**TRY IT**
Out of the records below, copy all lines in which the word "audit" occurs.
### RECORD EXTRACTS ###
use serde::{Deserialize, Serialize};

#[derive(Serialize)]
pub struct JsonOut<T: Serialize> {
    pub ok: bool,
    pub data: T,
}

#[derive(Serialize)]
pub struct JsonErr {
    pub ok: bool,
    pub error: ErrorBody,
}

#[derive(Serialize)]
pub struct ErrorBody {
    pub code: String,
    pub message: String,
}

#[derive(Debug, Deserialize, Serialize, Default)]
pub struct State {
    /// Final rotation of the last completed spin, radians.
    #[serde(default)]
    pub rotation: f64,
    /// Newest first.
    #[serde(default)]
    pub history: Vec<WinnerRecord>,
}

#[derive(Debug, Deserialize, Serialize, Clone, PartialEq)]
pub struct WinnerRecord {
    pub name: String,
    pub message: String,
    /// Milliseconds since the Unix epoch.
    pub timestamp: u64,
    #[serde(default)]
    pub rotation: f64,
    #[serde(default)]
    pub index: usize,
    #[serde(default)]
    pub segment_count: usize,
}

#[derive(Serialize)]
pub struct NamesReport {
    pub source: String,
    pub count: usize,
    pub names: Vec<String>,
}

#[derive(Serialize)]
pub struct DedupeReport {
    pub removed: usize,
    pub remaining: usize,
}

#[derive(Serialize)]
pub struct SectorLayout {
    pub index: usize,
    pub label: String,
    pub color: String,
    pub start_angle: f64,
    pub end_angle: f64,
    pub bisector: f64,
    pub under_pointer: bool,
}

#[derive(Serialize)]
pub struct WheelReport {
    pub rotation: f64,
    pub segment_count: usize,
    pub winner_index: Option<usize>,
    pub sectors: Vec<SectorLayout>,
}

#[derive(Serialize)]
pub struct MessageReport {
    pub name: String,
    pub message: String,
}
###
### RECORD EXTRACTS ###
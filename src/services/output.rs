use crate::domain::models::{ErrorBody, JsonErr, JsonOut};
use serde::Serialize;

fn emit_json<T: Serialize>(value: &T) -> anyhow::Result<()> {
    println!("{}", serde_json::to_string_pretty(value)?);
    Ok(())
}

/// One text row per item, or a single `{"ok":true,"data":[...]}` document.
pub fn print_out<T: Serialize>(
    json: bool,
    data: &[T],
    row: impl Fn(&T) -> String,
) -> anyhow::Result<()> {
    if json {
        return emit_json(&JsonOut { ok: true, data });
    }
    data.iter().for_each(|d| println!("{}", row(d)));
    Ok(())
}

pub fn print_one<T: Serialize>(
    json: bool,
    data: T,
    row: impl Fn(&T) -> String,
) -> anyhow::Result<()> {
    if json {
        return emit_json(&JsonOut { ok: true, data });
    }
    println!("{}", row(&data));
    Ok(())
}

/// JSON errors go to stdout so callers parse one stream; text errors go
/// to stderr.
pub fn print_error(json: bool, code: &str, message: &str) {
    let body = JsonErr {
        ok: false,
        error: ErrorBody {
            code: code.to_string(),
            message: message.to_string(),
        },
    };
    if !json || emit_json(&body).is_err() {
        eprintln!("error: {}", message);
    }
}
###
### RECORD EXTRACTS ###
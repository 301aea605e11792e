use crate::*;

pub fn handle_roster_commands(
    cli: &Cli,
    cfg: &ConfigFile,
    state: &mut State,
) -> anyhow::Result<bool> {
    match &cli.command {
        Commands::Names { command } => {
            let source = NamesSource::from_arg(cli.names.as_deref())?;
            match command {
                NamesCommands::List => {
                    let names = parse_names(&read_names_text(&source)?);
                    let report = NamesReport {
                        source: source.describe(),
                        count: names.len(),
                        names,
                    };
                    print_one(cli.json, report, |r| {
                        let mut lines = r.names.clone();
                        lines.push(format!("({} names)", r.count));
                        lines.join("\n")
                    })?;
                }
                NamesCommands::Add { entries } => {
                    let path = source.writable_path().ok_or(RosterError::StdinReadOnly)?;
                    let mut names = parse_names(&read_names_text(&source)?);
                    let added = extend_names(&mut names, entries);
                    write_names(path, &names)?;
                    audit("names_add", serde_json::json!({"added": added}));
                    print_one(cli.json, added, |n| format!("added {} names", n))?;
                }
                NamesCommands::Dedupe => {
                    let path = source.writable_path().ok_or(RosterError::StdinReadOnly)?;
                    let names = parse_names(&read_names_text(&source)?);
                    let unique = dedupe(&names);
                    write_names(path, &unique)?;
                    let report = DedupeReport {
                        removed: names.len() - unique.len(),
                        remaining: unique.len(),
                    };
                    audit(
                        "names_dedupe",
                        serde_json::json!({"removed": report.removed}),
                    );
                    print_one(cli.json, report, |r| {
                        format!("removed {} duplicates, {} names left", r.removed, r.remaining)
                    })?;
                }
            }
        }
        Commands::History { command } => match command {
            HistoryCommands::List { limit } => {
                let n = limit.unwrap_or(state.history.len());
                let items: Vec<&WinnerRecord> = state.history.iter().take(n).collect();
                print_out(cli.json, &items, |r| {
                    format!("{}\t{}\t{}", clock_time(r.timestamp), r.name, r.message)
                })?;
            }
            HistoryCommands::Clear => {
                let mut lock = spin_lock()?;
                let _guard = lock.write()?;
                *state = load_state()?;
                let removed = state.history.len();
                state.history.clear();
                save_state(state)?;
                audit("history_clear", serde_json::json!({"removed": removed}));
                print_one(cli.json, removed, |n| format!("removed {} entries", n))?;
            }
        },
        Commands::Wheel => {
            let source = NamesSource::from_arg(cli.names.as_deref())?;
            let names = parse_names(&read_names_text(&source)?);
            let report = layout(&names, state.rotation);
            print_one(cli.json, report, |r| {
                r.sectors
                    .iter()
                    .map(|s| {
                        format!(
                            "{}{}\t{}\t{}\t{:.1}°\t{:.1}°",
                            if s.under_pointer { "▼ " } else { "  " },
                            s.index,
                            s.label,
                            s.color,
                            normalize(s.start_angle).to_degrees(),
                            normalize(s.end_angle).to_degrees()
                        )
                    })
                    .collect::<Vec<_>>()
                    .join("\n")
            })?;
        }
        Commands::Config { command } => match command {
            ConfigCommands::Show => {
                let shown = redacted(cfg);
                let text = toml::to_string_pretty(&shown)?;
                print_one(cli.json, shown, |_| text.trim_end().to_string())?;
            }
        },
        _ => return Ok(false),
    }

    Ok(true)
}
###
**ANSWER SPACE**
                    audit("names_add", serde_json::json!({"added": added}));
                    audit(
                audit("history_clear", serde_json::json!({"removed": removed}));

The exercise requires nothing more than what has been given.